Thread overview
LCD inline assembly expressions
Dec 23, 2018
NaN
Dec 23, 2018
NaN
Dec 23, 2018
kinke
Dec 23, 2018
NaN
Dec 23, 2018
kinke
Dec 23, 2018
NaN
Dec 24, 2018
NaN
Dec 24, 2018
NaN
Jan 01, 2019
Guillaume Piolat
December 23, 2018
Ok, so i'm delving into LCD intrinsics and hit a wall, cant find the

_mm_cmpgt_epi32

instruction anywhere, looks like it's not included, not in the gcc_builtins or anywhere else. I'm using the wrapper lib that gives you intel style intrinsics from

https://github.com/AuburnSounds/intel-intrinsics

And from what I can tell if it's not an llvm intrinisic, or not in gcc builtins you're out of luck. So i wondered if I can use inline assembly expressions but I'm obviously missing somthing. Ive got as far as...
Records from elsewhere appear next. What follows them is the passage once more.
use std::collections::HashSet;

use rand::rngs::StdRng;
use rand::{Rng, SeedableRng};

use crate::errors::{MarkovError, Result};

use super::markov::MarkovModel;
use super::options::{GenerateOptions, Seed};
use super::trie::{NodeId, ROOT};

impl MarkovModel {
	/// Generates a single sentence.
	///
	/// # Errors
	/// - Configuration errors for invalid options or an unknown seed
	/// - Exhaustion errors when no sentence satisfies the constraints within
	///   the retry budget
	pub fn generate(&self, options: &GenerateOptions) -> Result<String> {
		let mut rng = Self::make_rng(options);
		let mut sentences = self.generate_with_rng(1, options, &mut rng)?;
		sentences
			.pop()
			.ok_or_else(|| MarkovError::Backtrack("generation returned no sentence".to_owned()))
	}

	/// Generates `count` sentences.
	///
	/// # Errors
	/// Same as [`generate`](Self::generate). A `count` of 1 is rejected,
	/// use [`generate`](Self::generate) for a single result.
	pub fn generate_many(&self, count: usize, options: &GenerateOptions) -> Result<Vec<String>> {
		if count == 1 {
			return Err(MarkovError::InvalidOptions(
				"for one result, use generate() instead of generate_many()".to_owned(),
			));
		}
		let mut rng = Self::make_rng(options);
		self.generate_with_rng(count, options, &mut rng)
	}

	/// Generates `count` sentences drawing randomness from `rng`.
	///
	/// `options.rng_seed` is ignored, the caller owns the generator.
	pub fn generate_with_rng<R: Rng + ?Sized>(
		&self,
		count: usize,
		options: &GenerateOptions,
		rng: &mut R,
	) -> Result<Vec<String>> {
		if count == 0 {
			return Err(MarkovError::InvalidOptions("count must be > 0".to_owned()));
		}
		options.validate()?;

		let seed = match &options.seed {
			Some(Seed::Text(text)) => self.tokenizer.tokenize(text),
			Some(Seed::Tokens(tokens)) => tokens.clone(),
			None => Vec::new(),
		};

		let mut generation = Generation::new(self, options, count, rng);
		generation.place_seed(&seed)?;
		generation.run()
	}

	fn make_rng(options: &GenerateOptions) -> StdRng {
		match options.rng_seed {
			Some(seed) => StdRng::seed_from_u64(seed),
			None => StdRng::from_os_rng(),
		}
	}
}

/// Selects an index with a probability proportional to `weights`.
///
/// Returns `None` if `weights` is empty or sums to zero.
fn select_weighted<R: Rng + ?Sized>(weights: &[f64], rng: &mut R) -> Option<usize> {
	let total: f64 = weights.iter().sum();
	if weights.is_empty() || total <= 0.0 {
		return None;
	}

	let mut r = rng.random::<f64>() * total;

	let mut fallback = None;
	for (index, weight) in weights.iter().enumerate() {
		if r < *weight {
			return Some(index);
		}
		r -= weight;
		if *weight > 0.0 {
			fallback = Some(index);
		}
	}

	// Rounding left `r` slightly above the last bucket
	fallback
}

/// Upper bound on the steps of one generation call.
///
/// Each try may walk at most `count` sentences of `max_length` tokens past
/// the seed. Saturates instead of overflowing for huge options.
fn iteration_limit(max_attempts: usize, count: usize, max_length: usize, seed_len: usize) -> usize {
	let walk = count
		.saturating_mul(max_length.saturating_add(1))
		.saturating_add(seed_len)
		.saturating_add(1);
	max_attempts.saturating_add(1).saturating_mul(walk)
}

/// Why a candidate or a sentence was turned down.
#[derive(Debug, Clone, Copy)]
enum Rejection {
	TooShort,
	TooLong,
	InInput,
	DuplicateOutput,
	DeadEnd,
	NoStart,
}

impl Rejection {
	fn as_str(&self) -> &'static str {
		match self {
			Rejection::TooShort => "too-short",
			Rejection::TooLong => "too-long",
			Rejection::InInput => "in-input",
			Rejection::DuplicateOutput => "duplicate-output",
			Rejection::DeadEnd => "dead-end",
			Rejection::NoStart => "no-start",
		}
	}
}

/// State of a single generation call.
///
/// # Invariants
/// - `exhausted.len() == tokens.len() + 1`: `exhausted[p]` holds the nodes
///   that already failed as the token at position `p`, given `tokens[..p]`
/// - `sentence_idxs` and `results` have the same length, `results[i]` is the
///   sentence ending right before `sentence_idxs[i]`
/// - Positions below `min_idx` (the seed) are never popped
struct Generation<'a, R: Rng + ?Sized> {
	model: &'a MarkovModel,
	options: &'a GenerateOptions,
	rng: &'a mut R,
	count: usize,
	tokens: Vec<NodeId>,
	sentence_idxs: Vec<usize>,
	results: Vec<String>,
	exhausted: Vec<HashSet<NodeId>>,
	min_idx: usize,
	tries: usize,
}

impl<'a, R: Rng + ?Sized> Generation<'a, R> {
	fn new(model: &'a MarkovModel, options: &'a GenerateOptions, count: usize, rng: &'a mut R) -> Self {
		Self {
			model,
			options,
			rng,
			count,
			tokens: Vec::new(),
			sentence_idxs: Vec::new(),
			results: Vec::new(),
			exhausted: vec![HashSet::new()],
			min_idx: 0,
			tries: 0,
		}
	}

	/// Resolves every seed token and makes the seed a barrier.
	///
	/// # Errors
	/// Returns an error if a seed token cannot be reached from its context.
	fn place_seed(&mut self, seed: &[String]) -> Result<()> {
		let n = self.model.n;
		for j in 0..seed.len() {
			let start = (j + 1).saturating_sub(n);
			let node = self
				.model
				.trie
				.path_to(&seed[start..=j])
				.filter(|id| !self.model.trie.node(*id).is_hidden())
				.ok_or_else(|| MarkovError::UnknownSeed(seed.join(" ")))?;
			self.push(node);
		}
		self.min_idx = self.tokens.len();
		Ok(())
	}

	/// Runs the walk until `count` sentences are accepted.
	fn run(mut self) -> Result<Vec<String>> {
		let limit = iteration_limit(
			self.model.options.max_attempts,
			self.count,
			self.options.max_length,
			self.min_idx,
		);
		let mut iterations = 0usize;

		while self.results.len() < self.count {
			iterations += 1;
			if iterations > limit {
				return Err(self.exhausted_error());
			}

			if self.sentence_len() == 0 {
				self.select_start()?;
				continue;
			}

			if self.sentence_len() >= self.options.max_length {
				self.fail(Rejection::TooLong)?;
				continue;
			}

			match self.sample()? {
				Some(next) => self.accept(next)?,
				None => self.fail(Rejection::DeadEnd)?,
			}
		}

		log::debug!(
			"generated {} sentence(s) in {} tries",
			self.results.len(),
			self.tries
		);
		Ok(self.results)
	}

	/// Index where the in-progress sentence starts.
	fn sentence_idx(&self) -> usize {
		self.sentence_idxs.last().copied().unwrap_or(0)
	}

	fn sentence_len(&self) -> usize {
		self.tokens.len() - self.sentence_idx()
	}

	fn token(&self, id: NodeId) -> &'a str {
		self.model.trie.token(id)
	}

	fn push(&mut self, node: NodeId) {
		self.tokens.push(node);
		self.exhausted.push(HashSet::new());
	}

	/// Removes the last token and marks it as exhausted at its position.
	fn pop(&mut self) -> Result<()> {
		let node = self
			.tokens
			.pop()
			.ok_or_else(|| MarkovError::Backtrack("pop on an empty walk".to_owned()))?;
		self.exhausted.pop();
		self.mark(node)?;

		if self.sentence_idxs.last() == Some(&(self.tokens.len() + 1)) {
			self.sentence_idxs.pop();
			self.results.pop();
		}
		Ok(())
	}

	/// Marks `node` as failed at the current frontier.
	fn mark(&mut self, node: NodeId) -> Result<()> {
		self.exhausted
			.last_mut()
			.ok_or_else(|| MarkovError::Backtrack("no frontier to mark".to_owned()))?
			.insert(node);
		Ok(())
	}

	/// Picks a sentence start, proportionally to its frequency.
	///
	/// When every start is exhausted, backtracks into the previous sentence.
	fn select_start(&mut self) -> Result<()> {
		let exhausted = &self.exhausted[self.tokens.len()];
		let usable: Vec<NodeId> = self
			.model
			.sentence_starts
			.iter()
			.filter_map(|start| self.model.trie.child(ROOT, start))
			.filter(|id| !exhausted.contains(id) && !self.matches_input(*id))
			.collect();

		if usable.is_empty() {
			if self.tokens.len() > self.min_idx {
				// Reopen the previous sentence
				self.note(Rejection::NoStart, None);
				self.count_try()?;
				self.pop()?;
				return self.backtrack();
			}
			return Err(MarkovError::NoSentenceStart {
				tries: self.tries,
				successes: self.results.len(),
			});
		}

		let start = usable[self.rng.random_range(0..usable.len())];
		self.accept(start)
	}

	/// Visible children of the current context that were not tried yet and
	/// do not extend a verbatim copy of the input.
	fn candidates(&self) -> Vec<NodeId> {
		let start = self.sentence_idx().max(self.tokens.len().saturating_sub(self.model.n - 1));
		let context: Vec<&str> = self.tokens[start..].iter().map(|id| self.token(*id)).collect();
		let Some(node) = self.model.trie.path_to(&context) else {
			return Vec::new();
		};

		let exhausted = &self.exhausted[self.tokens.len()];
		let mut candidates = self.model.trie.visible_children(node);
		candidates.retain(|id| !exhausted.contains(id) && !self.matches_input(*id));
		candidates
	}

	/// Whether appending `candidate` creates a run longer than
	/// `max_length_match` copied from the input.
	fn matches_input(&self, candidate: NodeId) -> bool {
		let Some(mlm) = self.model.options.max_length_match else {
			return false;
		};
		if self.tokens.len() < mlm {
			return false;
		}

		let run: Vec<&str> = self.tokens[self.tokens.len() - mlm..]
			.iter()
			.map(|id| self.token(*id))
			.chain(std::iter::once(self.token(candidate)))
			.collect();
		self.in_input(&run)
	}

	/// Whether `sequence` occurs contiguously in the training input.
	fn in_input(&self, sequence: &[&str]) -> bool {
		self.model.input.as_ref().is_some_and(|input| input.contains(sequence))
	}

	/// Draws the next token among the candidates.
	fn sample(&mut self) -> Result<Option<NodeId>> {
		let candidates = self.candidates();
		if candidates.is_empty() {
			return Ok(None);
		}

		let weights = self.model.distribution(&candidates, self.options.temperature);
		match select_weighted(&weights, &mut *self.rng) {
			Some(index) => Ok(Some(candidates[index])),
			None => Err(MarkovError::Backtrack("empty sampling distribution".to_owned())),
		}
	}

	/// Appends `next`, validating the sentence when `next` ends it.
	fn accept(&mut self, next: NodeId) -> Result<()> {
		if !self.model.is_sentence_end(self.token(next)) {
			self.push(next);
			return Ok(());
		}

		let mut sentence: Vec<String> = self.tokens[self.sentence_idx()..]
			.iter()
			.map(|id| self.token(*id).to_owned())
			.collect();
		sentence.push(self.token(next).to_owned());

		match self.validate_sentence(&sentence) {
			Ok(flat) => {
				self.push(next);
				self.sentence_idxs.push(self.tokens.len());
				self.results.push(flat);
				Ok(())
			}
			Err(rejection) => {
				self.note(rejection, Some(&sentence));
				self.reject(next)
			}
		}
	}

	/// Returns the untokenized sentence, or the reason it is rejected.
	fn validate_sentence(&self, sentence: &[String]) -> std::result::Result<String, Rejection> {
		if sentence.len() < self.options.min_length {
			return Err(Rejection::TooShort);
		}

		if !self.model.options.disable_input_checks {
			let tokens: Vec<&str> = sentence.iter().map(String::as_str).collect();
			if self.in_input(&tokens) {
				return Err(Rejection::InInput);
			}
		}

		let flat = self.model.tokenizer.untokenize(sentence);
		if !self.options.allow_duplicates && self.results.contains(&flat) {
			return Err(Rejection::DuplicateOutput);
		}
		Ok(flat)
	}

	fn count_try(&mut self) -> Result<()> {
		self.tries += 1;
		if self.tries >= self.model.options.max_attempts {
			return Err(self.exhausted_error());
		}
		Ok(())
	}

	fn exhausted_error(&self) -> MarkovError {
		MarkovError::Exhausted {
			tries: self.tries,
			successes: self.results.len(),
		}
	}

	/// A sampled candidate was refused: it is not retried from here.
	fn reject(&mut self, candidate: NodeId) -> Result<()> {
		self.count_try()?;
		self.mark(candidate)?;
		if self.sentence_len() > 0 && self.candidates().is_empty() {
			self.backtrack()?;
		}
		Ok(())
	}

	/// The frontier cannot be extended (dead end, or sentence too long).
	fn fail(&mut self, rejection: Rejection) -> Result<()> {
		self.note(rejection, None);
		self.count_try()?;
		if let Rejection::TooLong = rejection {
			if self.tokens.len() <= self.min_idx {
				return Err(self.exhausted_error());
			}
			self.pop()?;
		}
		self.backtrack()
	}

	/// Pops tokens until the frontier has an untried candidate, or until the
	/// in-progress sentence is empty.
	///
	/// # Errors
	/// Returns an error when the seed barrier is reached with nothing left.
	fn backtrack(&mut self) -> Result<()> {
		loop {
			if self.sentence_len() == 0 && self.tokens.len() >= self.min_idx {
				return Ok(());
			}
			if !self.candidates().is_empty() {
				return Ok(());
			}
			if self.tokens.len() <= self.min_idx {
				return Err(self.exhausted_error());
			}
			self.pop()?;
		}
	}

	fn note(&self, rejection: Rejection, sentence: Option<&[String]>) {
		let level = if self.model.options.trace { log::Level::Info } else { log::Level::Trace };
		if !log::log_enabled!(level) {
			return;
		}

		let text = match sentence {
			Some(sentence) => sentence.join(" "),
			None => self
				.tokens
				.iter()
				.map(|id| self.token(*id))
				.collect::<Vec<_>>()
				.join(" "),
		};
		log::log!(level, "[{}] {}: {}", self.tries, rejection.as_str(), text);
	}
}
// load dst into EAX and return it
int4 _mm_cmpgt_epi32(int4 a, int4 b) {
  return __asm!int4("pcmpgtd $1,$0", "=&r,r,r", a, b);
}

but get the error...

error: non-trivial scalar-to-vector conversion, possible invalid constraint for vector type

Compiler returned: 1


December 23, 2018
On Sunday, 23 December 2018 at 01:27:40 UTC, NaN wrote:
> Ok, so i'm delving into LCD intrinsics and hit a wall, cant find the
>
> _mm_cmpgt_epi32
>
> instruction anywhere, looks like it's not included, not in the gcc_builtins or anywhere else. I'm using the wrapper lib that gives you intel style intrinsics from
>
> https://github.com/AuburnSounds/intel-intrinsics
>
> And from what I can tell if it's not an llvm intrinisic, or not in gcc builtins you're out of luck. So i wondered if I can use inline assembly expressions but I'm obviously missing somthing. Ive got as far as...
>
> // load dst into EAX and return it
> int4 _mm_cmpgt_epi32(int4 a, int4 b) {
>   return __asm!int4("pcmpgtd $1,$0", "=&r,r,r", a, b);
> }
>
> but get the error...
>
> error: non-trivial scalar-to-vector conversion, possible invalid constraint for vector type
>
> Compiler returned: 1

ignore the comment line , thats just a left over copy and paste from the wiki example
December 23, 2018
On Sunday, 23 December 2018 at 01:27:40 UTC, NaN wrote:
> int4 _mm_cmpgt_epi32(int4 a, int4 b) {
>   return __asm!int4("pcmpgtd $1,$0", "=&r,r,r", a, b);
> }

This is a working variant (`r` is a GP register, `x` a vector register for x86, see https://llvm.org/docs/LangRef.html#supported-constraint-code-list):

int4 _mm_cmpgt_epi32(int4 a, int4 b) {
  int4 r = void;
  __asm("pcmpgtd $1,$0; movdqa $0,$2", "x,x,*m", a, b, &r);
  return r;
}
December 23, 2018
On Sunday, 23 December 2018 at 12:54:01 UTC, kinke wrote:
> On Sunday, 23 December 2018 at 01:27:40 UTC, NaN wrote:
>> int4 _mm_cmpgt_epi32(int4 a, int4 b) {
>>   return __asm!int4("pcmpgtd $1,$0", "=&r,r,r", a, b);
>> }
>
> This is a working variant (`r` is a GP register, `x` a vector register for x86, see https://llvm.org/docs/LangRef.html#supported-constraint-code-list):
>
> int4 _mm_cmpgt_epi32(int4 a, int4 b) {
>   int4 r = void;
>   __asm("pcmpgtd $1,$0; movdqa $0,$2", "x,x,*m", a, b, &r);
>   return r;
> }

Hi thanks, i was just coming here to post the solution as I figured it out after following the link to the llvm docs.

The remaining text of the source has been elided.